List all lines of the data that include the string "yields".

[Data extracted from a collection]
+ + + +

//! Built-in prompt templates for the research loop

use agent_prompt::{JinjaTemplate, PromptRegistry, Result};

/// Id of the ReAct prompt rendered on every Thinking step
///
/// Variables: `goal`, `tools` (list of `{name, description}`), `tool_names`
/// (comma separated), `scratchpad` (the transcript so far in ReAct form).
pub const REACT_TEMPLATE: &str = "research.react";

const REACT_SOURCE: &str = "\
Answer the following question as best you can. You have access to the following tools:

{% for tool in tools %}{{ tool.name }}: {{ tool.description }}
{% endfor %}
Use the following format:

Question: the input question you must answer
Thought: you should always think about what to do
Action: the action to take, should be one of [{{ tool_names }}]
Action Input: the input to the action
Observation: the result of the action
... (this Thought/Action/Action Input/Observation can repeat N times)
Thought: I now know the final answer
Final Answer: the final answer to the original input question

Begin!

Question: {{ goal }}
{{ scratchpad }}Thought:";

/// Register the runtime's default templates
pub fn register_default_prompts(registry: &PromptRegistry) -> Result<()> {
    registry.register(JinjaTemplate::new(REACT_TEMPLATE, REACT_SOURCE)?);
    Ok(())
}
//! Concrete agent implementations
//!
//! - ResearchAgent: ReAct loop with tool execution
//! - AnalystAgent: single prompt, single model call

pub mod analyst;
pub mod research;

pub use analyst::AnalystAgent;
pub use research::ResearchAgent;
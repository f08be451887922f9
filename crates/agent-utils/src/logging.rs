//! Logging and tracing utilities

use crate::{LogConfig, LogFormat};
use tracing_subscriber::{EnvFilter, layer::SubscriberExt, util::SubscriberInitExt};

/// Initialize the tracing subscriber from a [`LogConfig`]
///
/// `RUST_LOG` takes precedence over `config.default_filter`. Events are
/// written to stderr so that stdout stays reserved for reports.
pub fn init_tracing(config: &LogConfig) {
    let filter = EnvFilter::try_from_default_env()
        .unwrap_or_else(|_| EnvFilter::new(&config.default_filter));

    let registry = tracing_subscriber::registry().with(filter);

    match config.format {
        LogFormat::Text => registry
            .with(tracing_subscriber::fmt::layer().with_writer(std::io::stderr))
            .init(),
        LogFormat::Json => registry
            .with(
                tracing_subscriber::fmt::layer()
                    .json()
                    .with_writer(std::io::stderr),
            )
            .init(),
    }
}

/// Initialize tracing subscriber with default configuration
pub fn init_tracing_default() {
    init_tracing(&LogConfig::default());
}
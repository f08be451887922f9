//! Tool management for newsdesk agents
//!
//! A tool is a named capability with a natural-language description that a
//! research agent may invoke mid-reasoning. Tools take and return plain text.

pub mod registry;
pub mod tool;

pub use registry::{ToolDescriptor, ToolRegistry};
pub use tool::{FnTool, Tool};
//! Deterministic stand-in model for tests and dry runs

use crate::{LLMError, LanguageModel, Result};
use async_trait::async_trait;
use std::collections::VecDeque;
use std::sync::{Mutex, PoisonError};

/// A [`LanguageModel`] that replays a fixed script
///
/// Replies are returned in order. Once the script runs out, the last reply is
/// repeated if [`repeat_last`](Self::repeat_last) was set, otherwise every
/// further call fails. Every prompt received is recorded.
///
/// ```
/// use agent_llm::{LanguageModel, ScriptedModel};
///
/// # tokio_test::block_on(async {
/// let model = ScriptedModel::new(["Final Answer: done"]);
/// assert_eq!(model.generate("goal").await.unwrap(), "Final Answer: done");
/// assert_eq!(model.prompts(), vec!["goal".to_string()]);
/// # });
/// ```
#[derive(Debug)]
pub struct ScriptedModel {
    model_id: String,
    state: Mutex<ScriptState>,
    repeat_last: bool,
    unavailable: bool,
}

#[derive(Debug, Default)]
struct ScriptState {
    replies: VecDeque<String>,
    last: Option<String>,
    prompts: Vec<String>,
}

impl ScriptedModel {
    /// Create a model that returns `replies` in order
    pub fn new<I, S>(replies: I) -> Self
    where
        I: IntoIterator<Item = S>,
        S: Into<String>,
    {
        Self {
            model_id: "scripted".to_string(),
            state: Mutex::new(ScriptState {
                replies: replies.into_iter().map(Into::into).collect(),
                ..ScriptState::default()
            }),
            repeat_last: false,
            unavailable: false,
        }
    }

    /// Create a model that returns `reply` on every call
    pub fn repeating(reply: impl Into<String>) -> Self {
        Self::new([reply.into()]).repeat_last()
    }

    /// Create a model whose backend can never be reached
    pub fn unavailable() -> Self {
        Self {
            unavailable: true,
            ..Self::new(Vec::<String>::new())
        }
    }

    /// Keep returning the final reply once the script is exhausted
    pub fn repeat_last(mut self) -> Self {
        self.repeat_last = true;
        self
    }

    /// Override the reported model id
    pub fn with_model_id(mut self, model_id: impl Into<String>) -> Self {
        self.model_id = model_id.into();
        self
    }

    /// Prompts received so far, in call order
    pub fn prompts(&self) -> Vec<String> {
        self.lock().prompts.clone()
    }

    /// Number of calls made so far
    pub fn calls(&self) -> usize {
        self.lock().prompts.len()
    }

    fn lock(&self) -> std::sync::MutexGuard<'_, ScriptState> {
        self.state.lock().unwrap_or_else(PoisonError::into_inner)
    }
}

#[async_trait]
impl LanguageModel for ScriptedModel {
    async fn generate(&self, prompt: &str) -> Result<String> {
        let mut state = self.lock();
        state.prompts.push(prompt.to_string());

        if self.unavailable {
            return Err(LLMError::Unavailable(format!(
                "{} is not reachable",
                self.model_id
            )));
        }

        if let Some(reply) = state.replies.pop_front() {
            state.last = Some(reply.clone());
            return Ok(reply);
        }

        match (&state.last, self.repeat_last) {
            (Some(last), true) => Ok(last.clone()),
            _ => Err(LLMError::UnexpectedResponse(format!(
                "script exhausted after {} calls",
                state.prompts.len() - 1
            ))),
        }
    }

    fn model_id(&self) -> &str {
        &self.model_id
    }
}

#[cfg(test)]
mod tests {
    use super::*;

    #[tokio::test]
    async fn test_replays_in_order_then_fails() {
        let model = ScriptedModel::new(["one", "two"]);
        assert_eq!(model.generate("a").await.unwrap(), "one");
        assert_eq!(model.generate("b").await.unwrap(), "two");
        assert!(matches!(
            model.generate("c").await,
            Err(LLMError::UnexpectedResponse(_))
        ));
        assert_eq!(model.prompts(), vec!["a", "b", "c"]);
    }

    #[tokio::test]
    async fn test_repeating() {
        let model = ScriptedModel::repeating("garbage");
        for _ in 0..4 {
            assert_eq!(model.generate("p").await.unwrap(), "garbage");
        }
        assert_eq!(model.calls(), 4);
    }

    #[tokio::test]
    async fn test_unavailable() {
        let model = ScriptedModel::unavailable().with_model_id("llama3");
        let err = model.generate("p").await.unwrap_err();
        assert!(matches!(err, LLMError::Unavailable(ref m) if m.contains("llama3")));
    }

    #[tokio::test]
    async fn test_stop_sequences_fall_back_to_generate() {
        let model = ScriptedModel::new(["Thought: x"]);
        let text = model
            .generate_until("p", &["\nObservation:".to_string()])
            .await
            .unwrap();
        assert_eq!(text, "Thought: x");
    }
}
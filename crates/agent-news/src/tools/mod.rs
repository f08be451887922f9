//! Research tools exposed to the agent loop
//!
//! Tools return their findings as text and never print. Failures come back
//! as errors, which the loop shows to the model as observations.

mod sec_filings;
mod sentiment;

pub use sec_filings::SecFilingsTool;
pub use sentiment::MarketSentimentTool;

use crate::api::{FilingProvider, SentimentProvider};
use agent_core::Result;
use agent_llm::LanguageModel;
use agent_prompt::PromptRegistry;
use agent_tools::ToolRegistry;
use std::sync::Arc;

/// Build the registry holding `SECFilings` and `MarketSentiment`
pub fn news_tool_registry(
    filings: Arc<dyn FilingProvider>,
    sentiment: Arc<dyn SentimentProvider>,
    summarizer: Arc<dyn LanguageModel>,
    prompts: Arc<PromptRegistry>,
) -> Result<ToolRegistry> {
    let mut registry = ToolRegistry::new();
    registry.register(Arc::new(SecFilingsTool::new(filings, summarizer, prompts)))?;
    registry.register(Arc::new(MarketSentimentTool::new(sentiment)))?;
    Ok(registry)
}

#[cfg(test)]
mod tests {
    use super::*;
    use crate::api::{MockFilingProvider, MockSentimentProvider};
    use agent_llm::ScriptedModel;

    #[test]
    fn test_registry_names() {
        let registry = news_tool_registry(
            Arc::new(MockFilingProvider::new()),
            Arc::new(MockSentimentProvider::new()),
            Arc::new(ScriptedModel::new(Vec::<String>::new())),
            Arc::new(PromptRegistry::new()),
        )
        .unwrap();

        assert_eq!(registry.names(), vec!["SECFilings", "MarketSentiment"]);
        assert!(registry.resolve("SecFilings").is_err());
    }
}
//! Finnhub general market news

use super::{HeadlineSource, http_client};
use crate::config::NewsConfig;
use crate::error::{NewsError, Result};
use crate::headline::Headline;
use async_trait::async_trait;
use governor::clock::DefaultClock;
use governor::state::{InMemoryState, NotKeyed};
use governor::{Quota, RateLimiter};
use reqwest::Client;
use serde::Deserialize;
use std::num::NonZeroU32;
use std::sync::Arc;
use tracing::instrument;

type SharedRateLimiter = Arc<RateLimiter<NotKeyed, InMemoryState, DefaultClock>>;

const SOURCE_ID: &str = "finnhub";
const FINNHUB_NEWS_URL: &str = "https://finnhub.io/api/v1/news";

/// Free tier allows 60 calls per minute
const DEFAULT_RATE_PER_MINUTE: u32 = 60;

/// Finnhub news article; only the fields used here
#[derive(Debug, Clone, Deserialize)]
pub struct FinnhubArticle {
    pub headline: String,
    #[serde(default)]
    pub source: String,
    #[serde(default)]
    pub datetime: i64,
}

/// Headlines from Finnhub's general news category
pub struct FinnhubSource {
    client: Client,
    api_key: String,
    category: String,
    rate_limiter: SharedRateLimiter,
}

impl FinnhubSource {
    /// Create a source with the default rate limit
    pub fn new(client: Client, api_key: impl Into<String>) -> Self {
        Self {
            client,
            api_key: api_key.into(),
            category: "general".to_string(),
            rate_limiter: Arc::new(RateLimiter::direct(Quota::per_minute(
                NonZeroU32::new(DEFAULT_RATE_PER_MINUTE).unwrap_or(NonZeroU32::MIN),
            ))),
        }
    }

    pub fn from_config(config: &NewsConfig) -> Result<Self> {
        let api_key = config.finnhub_api_key.clone().ok_or_else(|| {
            NewsError::Config("FINNHUB_API_KEY is required for the finnhub source".to_string())
        })?;
        Ok(Self::new(http_client(config.request_timeout)?, api_key))
    }

    /// Use another news category (general, forex, crypto, merger)
    pub fn with_category(mut self, category: impl Into<String>) -> Self {
        self.category = category.into();
        self
    }

    /// Headlines of the decoded articles, in API order
    pub fn headlines(articles: Vec<FinnhubArticle>) -> Vec<Headline> {
        articles
            .into_iter()
            .filter_map(|a| Headline::new(a.headline))
            .collect()
    }
}

#[async_trait]
impl HeadlineSource for FinnhubSource {
    fn id(&self) -> &str {
        SOURCE_ID
    }

    #[instrument(skip(self), fields(category = %self.category))]
    async fn fetch(&self) -> Result<Vec<Headline>> {
        self.rate_limiter.until_ready().await;

        let response = self
            .client
            .get(FINNHUB_NEWS_URL)
            .query(&[("category", self.category.as_str()), ("token", self.api_key.as_str())])
            .send()
            .await
            .map_err(|e| NewsError::fetch(SOURCE_ID, e))?;

        if !response.status().is_success() {
            let status = response.status();
            let body = response.text().await.unwrap_or_default();
            return Err(NewsError::fetch(SOURCE_ID, format!("HTTP {status}: {body}")));
        }

        let articles: Vec<FinnhubArticle> = response
            .json()
            .await
            .map_err(|e| NewsError::fetch(SOURCE_ID, format!("invalid response: {e}")))?;

        let headlines = Self::headlines(articles);
        if headlines.is_empty() {
            return Err(NewsError::fetch(SOURCE_ID, "no headlines found"));
        }
        Ok(headlines)
    }
}

#[cfg(test)]
mod tests {
    use super::*;

    #[test]
    fn test_headlines_from_articles() {
        let articles: Vec<FinnhubArticle> = serde_json::from_str(
            r#"[
                {"headline": "Treasury yields rise", "source": "Reuters", "datetime": 1700000000, "id": 1},
                {"headline": "  ", "source": "CNBC"},
                {"headline": "Apple unveils new chip"}
            ]"#,
        )
        .unwrap();

        let headlines = FinnhubSource::headlines(articles);
        let texts: Vec<&str> = headlines.iter().map(Headline::as_str).collect();
        assert_eq!(texts, vec!["Treasury yields rise", "Apple unveils new chip"]);
    }

    #[test]
    fn test_from_config_requires_key() {
        assert!(FinnhubSource::from_config(&NewsConfig::default()).is_err());

        let config = NewsConfig {
            finnhub_api_key: Some("key".to_string()),
            ..NewsConfig::default()
        };
        let source = FinnhubSource::from_config(&config).unwrap().with_category("forex");
        assert_eq!(source.category, "forex");
        assert_eq!(source.id(), "finnhub");
    }
}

+ + + +

_Expected answer:_
                {"headline": "Treasury yields rise", "source": "Reuters", "datetime": 1700000000, "id": 1},
        assert_eq!(texts, vec!["Treasury yields rise", "Apple unveils new chip"]);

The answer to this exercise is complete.